Sorry, you need to enable JavaScript to visit this website.

Security technologies and the Minnowboard Max

vzimmer's picture

Overview

This note describes the background on security usages on the Minnowboard Max [2] platform based upon EDK II-based [1] firmware [3] and silicon firmware. The features include implementations of UEFI [3] Secure Boot and TCG [4] Measured Boot.

Background

The need for these security technologies and value have been discussed in various venues, including recent security conferences [6]. At this conference, the ability to have open source implementations of the features was reviewed as an opportunity to engage with developers and researchers, both to show the design intent of the standards reduced to practice and allow for developer, maker, and researcher innovation. As such, the implementation of these features on Minnowboard MAX are not ‘on-by-default’ nor is the underlying UEFI firmware locked down,in order to allow exploration and experimentation.

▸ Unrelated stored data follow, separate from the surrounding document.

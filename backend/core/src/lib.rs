pub mod error;
pub mod operation;
pub mod snapshot;
pub mod types;

pub use error::{ForumError, Result};
pub use operation::{OperationRequest, OperationResult};
pub use snapshot::{CacheStatus, SessionSnapshot};
pub use types::{Post, Topic, TopicDetail, TopicPost};
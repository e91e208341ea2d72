//! Scripted transport and fixtures shared by the unit tests.

use std::collections::VecDeque;
use std::sync::{Arc, Mutex};

use async_trait::async_trait;
use chrono::{DateTime, TimeZone, Utc};
use forumlink_config::ForumSettings;
use forumlink_core::ForumError;
use serde_json::{Value, json};

use crate::agent::{Clock, SessionAgent};
use crate::upstream::{HttpTransport, UpstreamRequest, UpstreamResponse};

enum Step {
    Reply(Result<UpstreamResponse, ForumError>),
    Hang,
}

/// Replays queued responses in order and records every request it sees.
#[derive(Default)]
pub struct ScriptedTransport {
    steps: Mutex<VecDeque<Step>>,
    requests: Mutex<Vec<UpstreamRequest>>,
}

impl ScriptedTransport {
    pub fn new() -> Arc<Self> {
        Arc::new(Self::default())
    }

    pub fn push_raw(&self, status: u16, status_text: &str, body: &str) {
        self.steps.lock().unwrap().push_back(Step::Reply(Ok(UpstreamResponse {
            status,
            status_text: status_text.to_string(),
            body: body.to_string(),
        })));
    }

    pub fn push_json(&self, status: u16, body: Value) {
        self.push_raw(status, "OK", &body.to_string());
    }

    pub fn push_status(&self, status: u16, status_text: &str) {
        self.push_raw(status, status_text, "");
    }

    pub fn push_error(&self, err: ForumError) {
        self.steps.lock().unwrap().push_back(Step::Reply(Err(err)));
    }

    /// The next request never completes; the caller has to drop it.
    pub fn push_hang(&self) {
        self.steps.lock().unwrap().push_back(Step::Hang);
    }

    pub fn requests(&self) -> Vec<UpstreamRequest> {
        self.requests.lock().unwrap().clone()
    }

    /// Request URLs relative to the test base URL.
    pub fn paths(&self) -> Vec<String> {
        self.requests()
            .into_iter()
            .map(|r| r.url.trim_start_matches(BASE_URL).to_string())
            .collect()
    }
}

#[async_trait]
impl HttpTransport for ScriptedTransport {
    async fn execute(&self, request: UpstreamRequest) -> Result<UpstreamResponse, ForumError> {
        self.requests.lock().unwrap().push(request);
        let step = self.steps.lock().unwrap().pop_front();
        match step {
            Some(Step::Reply(outcome)) => outcome,
            Some(Step::Hang) => std::future::pending().await,
            None => Err(ForumError::upstream(599, "No scripted response")),
        }
    }
}

pub const BASE_URL: &str = "https://forum.example.com";

pub fn settings() -> ForumSettings {
    ForumSettings::new(BASE_URL, "test-key", "system")
}

/// A clock the test can move forward.
#[derive(Clone)]
pub struct ManualClock {
    now: Arc<Mutex<DateTime<Utc>>>,
}

impl ManualClock {
    pub fn new() -> Self {
        let start = Utc.with_ymd_and_hms(2024, 5, 1, 12, 0, 0).unwrap();
        Self {
            now: Arc::new(Mutex::new(start)),
        }
    }

    pub fn advance(&self, by: chrono::Duration) {
        let mut now = self.now.lock().unwrap();
        *now += by;
    }

    pub fn clock(&self) -> Clock {
        let now = self.now.clone();
        Arc::new(move || *now.lock().unwrap())
    }
}

pub fn agent(transport: Arc<ScriptedTransport>, clock: &ManualClock) -> SessionAgent {
    SessionAgent::with_transport("test-session", &settings(), transport).with_clock(clock.clock())
}

pub fn latest_topics_body(count: usize) -> Value {
    let topics: Vec<Value> = (1..=count as u64)
        .map(|id| {
            json!({
                "id": id,
                "title": format!("Topic {id}"),
                "posts_count": id * 2,
                "views": id * 10,
                "like_count": id,
                "created_at": "2024-04-01T10:00:00.000Z",
                "last_posted_at": "2024-04-02T10:00:00.000Z",
                "category_id": 4,
                "slug": format!("topic-{id}"),
                "excerpt": "Short <em>intro</em>",
            })
        })
        .collect();
    json!({ "topic_list": { "topics": topics } })
}

pub fn latest_posts_body(count: usize) -> Value {
    let posts: Vec<Value> = (1..=count as u64)
        .map(|id| {
            json!({
                "id": 100 + id,
                "post_number": id,
                "cooked": "<p>Hello <b>world</b></p>",
                "username": "alice",
                "topic_title": "Welcome",
                "topic_id": 7,
                "topic_slug": "welcome",
                "created_at": "2024-04-03T09:00:00.000Z",
            })
        })
        .collect();
    json!({ "latest_posts": posts })
}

Modern OS’ today have increased capabilities to leverage TPM chipset support. For example, Microsoft recently announced that Windows 10 supports TPMs [25].

The implementation of the features are in the Security Package of EDK II [7][8]. The capabilities, like all features of UEFI and TCG, are OS-agnostic. As such, UEFI Secure boot has been evolved by the Linux community, too [9].

On the Minnowboard MAX, the UEFI Secure Boot default keys are not provisioned, but there are various solutions to create the keying material [10][11][26]. Since the MAX doesn't have pre-provisioned keys, like a PK and KEK, work flows like [26] will allow for experimentation with the feature.

An overview of UEFI Secure Boot and Measured boot [12][13] can be found, along with implementation descriptions of the SecurityPkg [8] in various write ups [14][15][16]. Android use of UEFI Secure Boot [28] has been enabled, too.

The 0.79 release of the Minnowboard MAX firmware already supports UEFI Secure Boot [19], too.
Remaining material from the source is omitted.